5.    Severance Payments.
(a)    Any Termination of Employment. If, during the Term, Executive’s employment with the Company and its affiliates shall terminate for any reason or no reason, then:
(i)    Accrued Benefits. The Company shall pay, or cause to be paid, to Executive (or his estate) the sum of: (A) the portion of Executive’s Annual Base Salary earned through the Date of Termination, to the extent not theretofore paid, (B) the amount of any annual incentive that has been earned by Executive for a completed fiscal year or other measuring period preceding the Date of Termination, but has not yet been paid to Executive, (C) any accrued but unused vacation pay through the Date of Termination, to the extent not theretofore paid, and (D) Executive’s business expenses that are reimbursable pursuant to Section 3(e) but have not been reimbursed by the Company as of the Date of Termination (the sum of the amounts described in clauses (A) through and including (D) shall be referred to as the “Accrued Benefits”). The Accrued Benefits described in clauses (A), (C) and (D) of the preceding sentence shall be paid in a single lump sum within 30 calendar days after the Date of Termination. The Accrued Benefits described in clause (B) of the preceding sentence shall be paid in a single lump sum at the same time the annual incentive for the fiscal year or other measuring period preceding the Date of Termination is paid to other participants in the AIP.

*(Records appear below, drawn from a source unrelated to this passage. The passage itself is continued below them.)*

//! Swingbreak Runner: backtest orchestration, statistics and reporting.
//!
//! This crate builds on `swingbreak-core` to provide:
//! - TOML configuration with validation and a stable config hash
//! - Multi-pair CSV loading that continues past per-pair failures
//! - Single-pair pipeline: detect, HTF-filter, simulate each exit policy
//! - R-multiple metrics and timing/context breakdowns
//! - CSV/JSON artifacts, console tables and static HTML charts
//! - Parallel sweeps over pairs and detector configurations

pub mod breakdown;
pub mod chart;
pub mod config;
pub mod data_loader;
pub mod export;
pub mod metrics;
pub mod runner;
pub mod sweep;

pub use breakdown::{Breakdown, GroupStats};
pub use chart::{render_chart_html, write_chart_html};
pub use config::{BacktestConfig, ConfigError, DataSection, HtfSection, OutputSection};
pub use data_loader::{load_pair, load_pairs, LoadError, LoadedData, LoadedPair, PairFailure};
pub use export::{
    format_breakdown, format_comparison, format_summary, load_artifacts, save_artifacts,
    RunManifest,
};
pub use metrics::{RMetrics, SideMetrics};
pub use runner::{
    run_pair, run_pairs, HtfSummary, PairReport, PolicyReport, RunError, RunSummary,
    SCHEMA_VERSION,
};
pub use sweep::{sweep, DetectorGrid, SweepResults, SweepRun};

(ii)    Other Benefits. To the extent not theretofore paid or provided, the Company shall pay or provide, or cause to be paid or provided, to Executive (or his estate) any other amounts, benefits or equity awards required to be paid or provided or which Executive is eligible to receive under any plan, program, policy or practice or contract or agreement of the Company, including any benefits to which Executive is entitled under the Consolidated Omnibus Budget Reconciliation Act (“COBRA”) (such other amounts and benefits described in this Section 5(a)(ii) shall be hereinafter referred to as the “Other Benefits”) in accordance with the terms and normal procedures of each such plan, program, policy or practice or contract or agreement, based on accrued and vested benefits through the Date of Termination.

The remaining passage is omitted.